Double Bowline on Bight active side loop. Pre drop loop OL under 100kg 1000mm
BPC 19 131 – 1st drop OL 1090mm so rope extension is (1090 – 1000) * 2 = 180mm. Marks on rope
show knot released 120mm into loop so 60mm due to rope stretch.
BPC 19 132 – 2nd drop OL 1100mm.
Double Bowline on Bight inactive side loop. Pre drop loop OL under 100kg 1035mm
BPC 19 135 – 1st drop OL 1140mm gives 210mm extenson. Marks on rope show knot released 150mm
into loop so 60mm due to rope stretch.
Page 11
Fusion active side loop Pre drop loop OL under 100kg 1040mm
BPC 19 140 – 1st drop OL 1185mm gives 290mm extension. Marks on rope show knot released 200mm
from within knot and 30mm from active side, 230m in all so 60mm due to rope stretch.
Fusion inactive side loop Pre drop loop OL under 100kg 995mm
BPC 19 142 – 1st drop OL 1225mm gives 460mm extension. Marks on rope show knot released 360mm
from other loop and 60mm from inactive end of rope, 420mm in all, so 40mm due to rope stretch.
BPC 19 143 – 2nd drop OL 1300mm gives 75 * 2 mm extra or 610mm extension from pre drop. Marks on
rope show knot released 480mm from other loop and 81mm from inactive end of rope, 561mm in all, so
50mm due to rope stretch.
Page 12
Standard Bowline on Bight active side loop. Pre drop OL 960mm
BPC 19 145 – 1st drop OL 1085mm gives 250mm extension. Marks on ropes show 30mm from top and
190mm from bottom so discern little from other loop and 190mm from active rope so 30mm due to
rope stretch.
PT testing
Removed magnets and spacers from within white pipe and reset up on rig with nothing inside pipe. (So
no black in notches.) Notches pointing towards PT sensor. Left in top magnet to provide tR signal.
BPC 19 150 – simple g’ drop with coil and PT. No sign of square wave noise.
Relocate white pipe so notches are away from sight of PT sensor
BPC 19 151 – simple g’ drop with coil and PT. Whilst moderate amount of noise on Pt trace, no sign of
square wave noise.
Deduce PT square wave noise due to magnets.
From two sets try to identify top and bottom joins in white pipe but data unclear when revisited.
Page 13 - 31/1/13
Set up short length of Roy’s 8 by 4 by 4 magnets with spacers, see image 5620, around 30cm long and
place in bottom end of white pipe. Locate white pipe so notches away from Pt sensor.

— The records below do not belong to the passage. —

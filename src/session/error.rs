use crate::coding::{DecodeError, EncodeError};
use crate::serve::ServeError;
use crate::transport::TransportError;
use crate::{message, setup, MoqError};

#[derive(thiserror::Error, Debug, Clone)]
pub enum SessionError {
	#[error("transport error: {0}")]
	Transport(#[from] TransportError),

	#[error("decode error: {0}")]
	Decode(#[from] DecodeError),

	#[error("encode error: {0}")]
	Encode(#[from] EncodeError),

	#[error("serve error: {0}")]
	Serve(#[from] ServeError),

	/// The subscription was rejected by the publisher.
	#[error("subscribe error, code={}", .0.code)]
	Subscribe(message::SubscribeError),

	/// The announce was rejected by the subscriber.
	#[error("announce error, code={}", .0.code)]
	Announce(message::AnnounceError),

	#[error("unsupported versions: client={0:?} server={1:?}")]
	Version(setup::Versions, setup::Versions),

	/// The handshake roles are incompatible; nobody would be publishing.
	#[error("incompatible roles: local={0:?} remote={1:?}")]
	RoleIncompatible(setup::Role, setup::Role),

	/// The role negotiated in the handshake was violated, e.g. a subscriber sent SUBSCRIBE_OK.
	#[error("role violation: msg={0}")]
	RoleViolation(u64),

	/// The peer referenced state it never created, e.g. SUBSCRIBE_OK for an unknown ID.
	#[error("protocol violation")]
	ProtocolViolation,

	/// The peer reused an ID that is still live.
	#[error("duplicate")]
	Duplicate,

	/// The setup exchange did not finish before the deadline.
	#[error("setup timed out")]
	SetupTimeout,

	/// The session is draining after a GOAWAY.
	#[error("going away")]
	GoingAway,

	/// The payload did not match the declared object length.
	#[error("wrong payload size")]
	WrongSize,

	/// A publish continued an object this session never started.
	#[error("publish offset must start at zero")]
	InvalidOffset,

	/// The group or object sequence moved backwards on a shared stream.
	#[error("sequence must not decrease")]
	InvalidSequence,

	/// publish was called with a status that belongs to publish_status, or vice versa.
	#[error("invalid object status")]
	InvalidStatus,

	/// The subscription or announce was torn down locally.
	#[error("cancelled")]
	Cancelled,
}

impl MoqError for SessionError {
	fn code(&self) -> u64 {
		match self {
			Self::Transport(_) => 503,
			Self::Decode(DecodeError::InvalidMessage(_)) => 3,
			Self::Decode(DecodeError::InvalidStreamHeader(_)) => 3,
			Self::Decode(_) => 1,
			Self::Encode(_) => 500,
			Self::Serve(err) => err.code(),
			Self::Subscribe(err) => err.code,
			Self::Announce(err) => err.code,
			Self::Version(..) => 406,
			Self::RoleIncompatible(..) => 406,
			Self::RoleViolation(..) => 405,
			Self::ProtocolViolation => 3,
			Self::Duplicate => 4,
			Self::SetupTimeout => 408,
			Self::GoingAway => 0x10,
			Self::WrongSize => 413,
			Self::InvalidOffset => 400,
			Self::InvalidSequence => 400,
			Self::InvalidStatus => 400,
			Self::Cancelled => 10,
		}
	}

	fn reason(&self) -> String {
		self.to_string()
	}
}
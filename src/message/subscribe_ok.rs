use crate::coding::{Decode, DecodeError, Encode, EncodeError, Params};

use super::{AbsoluteLocation, GroupOrder};

/// Sent by the publisher to accept a subscription.
#[derive(Clone, Debug, PartialEq)]
pub struct SubscribeOk {
	/// The ID of the subscription being accepted.
	pub id: u64,

	/// The subscription expires after this many milliseconds; zero means never.
	pub expires: u64,

	/// The concrete group delivery order; Default is not allowed here.
	pub group_order: GroupOrder,

	/// The largest location published so far, if any content exists.
	pub latest: Option<AbsoluteLocation>,

	/// Optional parameters.
	pub params: Params,
}

impl Decode for SubscribeOk {
	fn decode<R: bytes::Buf>(r: &mut R) -> Result<Self, DecodeError> {
		let id = u64::decode(r)?;
		let expires = u64::decode(r)?;

		// The order must be resolved by now.
		let group_order = GroupOrder::decode(r)?;
		if group_order == GroupOrder::Default {
			return Err(DecodeError::InvalidGroupOrder(0));
		}

		let latest = match u8::decode(r)? {
			0 => None,
			1 => Some(AbsoluteLocation::decode(r)?),
			_ => return Err(DecodeError::InvalidValue),
		};

		let params = Params::decode(r)?;

		Ok(Self {
			id,
			expires,
			group_order,
			latest,
			params,
		})
	}
}

impl Encode for SubscribeOk {
	fn encode<W: bytes::BufMut>(&self, w: &mut W) -> Result<(), EncodeError> {
		self.id.encode(w)?;
		self.expires.encode(w)?;

		if self.group_order == GroupOrder::Default {
			return Err(EncodeError::MissingField);
		}
		self.group_order.encode(w)?;

		match self.latest {
			Some(latest) => {
				1u8.encode(w)?;
				latest.encode(w)?;
			}
			None => 0u8.encode(w)?,
		}

		self.params.encode(w)?;

		Ok(())
	}
}
use std::{collections::VecDeque, fmt, ops::Deref, sync::Arc};

use bytes::{Bytes, BytesMut};

use crate::data::ObjectStatus;
use crate::util::Watch;

use super::ServeError;

// Payload chunks buffered per object before the writer is suspended.
const MAX_CHUNKS: usize = 32;

/// Static information about a single received object.
#[derive(Clone, Debug, PartialEq)]
pub struct Object {
	/// The group and object sequence numbers.
	pub group_id: u64,
	pub object_id: u64,

	/// The priority, where smaller values are sent first.
	pub priority: u8,

	/// The status; non-normal objects have no payload.
	pub status: ObjectStatus,

	/// The payload size, when the framing declares it up front.
	pub size: Option<usize>,
}

impl Object {
	pub fn produce(self) -> (ObjectWriter, ObjectReader) {
		let state = Watch::new(State::default());
		let info = Arc::new(self);

		let writer = ObjectWriter {
			state: state.clone(),
			info: info.clone(),
			finished: false,
		};
		let reader = ObjectReader { state, info };

		(writer, reader)
	}
}

pub(super) struct State {
	// The chunks that have been received but not yet read.
	chunks: VecDeque<Bytes>,

	// Set once the final chunk has been written.
	done: bool,

	closed: Result<(), ServeError>,
}

impl State {
	pub(super) fn is_complete(&self) -> bool {
		self.done || self.closed.is_err()
	}

	pub(super) fn abort(&mut self, err: ServeError) {
		// A finished object keeps its payload; there is nothing left to abort.
		if !self.is_complete() {
			self.closed = Err(err);
		}
	}
}

impl Default for State {
	fn default() -> Self {
		Self {
			chunks: Default::default(),
			done: false,
			closed: Ok(()),
		}
	}
}

/// Feeds payload chunks to an [ObjectReader], suspending when the queue is full.
pub struct ObjectWriter {
	state: Watch<State>,
	info: Arc<Object>,
	finished: bool,
}

impl ObjectWriter {
	pub(super) fn shared(&self) -> Watch<State> {
		self.state.clone()
	}

	/// Append a payload chunk, waiting for queue capacity if needed.
	pub async fn write(&mut self, chunk: Bytes) -> Result<(), ServeError> {
		loop {
			let notify = {
				let state = self.state.lock();
				state.closed.clone()?;

				if state.chunks.len() < MAX_CHUNKS {
					let mut state = state.into_mut();
					state.chunks.push_back(chunk);
					return Ok(());
				}

				state.changed()
			};

			notify.await
		}
	}

	/// Mark the end of the object; no further chunks may be written.
	pub fn finish(mut self) -> Result<(), ServeError> {
		let mut state = self.state.lock_mut();
		state.closed.clone()?;
		state.done = true;
		drop(state);

		self.finished = true;
		Ok(())
	}

	/// Abort the object with an error.
	pub fn close(&mut self, err: ServeError) -> Result<(), ServeError> {
		let mut state = self.state.lock_mut();
		state.closed.clone()?;
		state.closed = Err(err);

		Ok(())
	}
}

impl Deref for ObjectWriter {
	type Target = Object;

	fn deref(&self) -> &Self::Target {
		&self.info
	}
}

impl Drop for ObjectWriter {
	fn drop(&mut self) {
		// A writer that disappears before finishing is an abort, not an end-of-object.
		if !self.finished {
			self.close(ServeError::Done).ok();
		}
	}
}

impl fmt::Debug for ObjectWriter {
	fn fmt(&self, f: &mut fmt::Formatter<'_>) -> fmt::Result {
		f.debug_struct("ObjectWriter").field("info", &self.info).finish()
	}
}

/// Reads the payload of a single object, chunk by chunk.
pub struct ObjectReader {
	state: Watch<State>,
	info: Arc<Object>,
}

impl ObjectReader {
	/// Return the next payload chunk, or None at the end of the object.
	pub async fn chunk(&mut self) -> Result<Option<Bytes>, ServeError> {
		loop {
			let notify = {
				let state = self.state.lock();

				// Unread chunks are dropped on cancellation, not delivered.
				state.closed.clone()?;

				if !state.chunks.is_empty() {
					return Ok(state.into_mut().chunks.pop_front());
				}

				if state.done {
					return Ok(None);
				}

				state.changed()
			};

			notify.await
		}
	}

	/// Concatenate every chunk until the end of the object.
	///
	/// Non-normal objects have an empty payload.
	pub async fn payload(&mut self) -> Result<Bytes, ServeError> {
		let mut buf = BytesMut::new();

		while let Some(chunk) = self.chunk().await? {
			buf.extend_from_slice(&chunk);
		}

		Ok(buf.freeze())
	}
}

impl Deref for ObjectReader {
	type Target = Object;

	fn deref(&self) -> &Self::Target {
		&self.info
	}
}

impl fmt::Debug for ObjectReader {
	fn fmt(&self, f: &mut fmt::Formatter<'_>) -> fmt::Result {
		f.debug_struct("ObjectReader").field("info", &self.info).finish()
	}
}

#[cfg(test)]
mod test {
	use super::*;

	fn object() -> Object {
		Object {
			group_id: 0,
			object_id: 0,
			priority: 128,
			status: ObjectStatus::Normal,
			size: None,
		}
	}

	#[tokio::test]
	async fn payload_chunks() {
		let (mut writer, mut reader) = object().produce();

		writer.write(Bytes::from_static(b"hel")).await.unwrap();
		writer.write(Bytes::from_static(b"lo")).await.unwrap();
		writer.finish().unwrap();

		assert_eq!(reader.payload().await.unwrap(), Bytes::from_static(b"hello"));
	}

	#[tokio::test]
	async fn abort_before_finish() {
		let (writer, mut reader) = object().produce();
		drop(writer);

		assert_eq!(reader.payload().await, Err(ServeError::Done));
	}

	#[tokio::test]
	async fn cancelled() {
		let (mut writer, mut reader) = object().produce();
		writer.write(Bytes::from_static(b"unread")).await.unwrap();
		writer.close(ServeError::Cancelled).unwrap();

		// Buffered chunks are dropped once the object is cancelled.
		assert_eq!(reader.chunk().await, Err(ServeError::Cancelled));
	}
}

Set up Pico Ch A load cell A range +/-500mV, ChB HE sensors range +/-5V, Ch C coil range +/-500mV and
Ch D PT sensor range +/-2V. Trigger on Ch C coil
BPC 19 160 – simple g’ drop. Shows square wave on PT.
Disconnect lead to coil on rig and also from other end.
BPC 19 161 – simple g’ drop no sign of square wave on PT so cross tlk from coil to PT.
Reconnected lead to coil but not at Pico, so coax lead lays alonf side PT coax lead.
BPC 19 162 – simple g’drop. No sign of square wave so not interference across leads.
Plug coil lead back into Pico.
BPC 19 163 – square wave back so is cross talk within Pico between Coil and PT.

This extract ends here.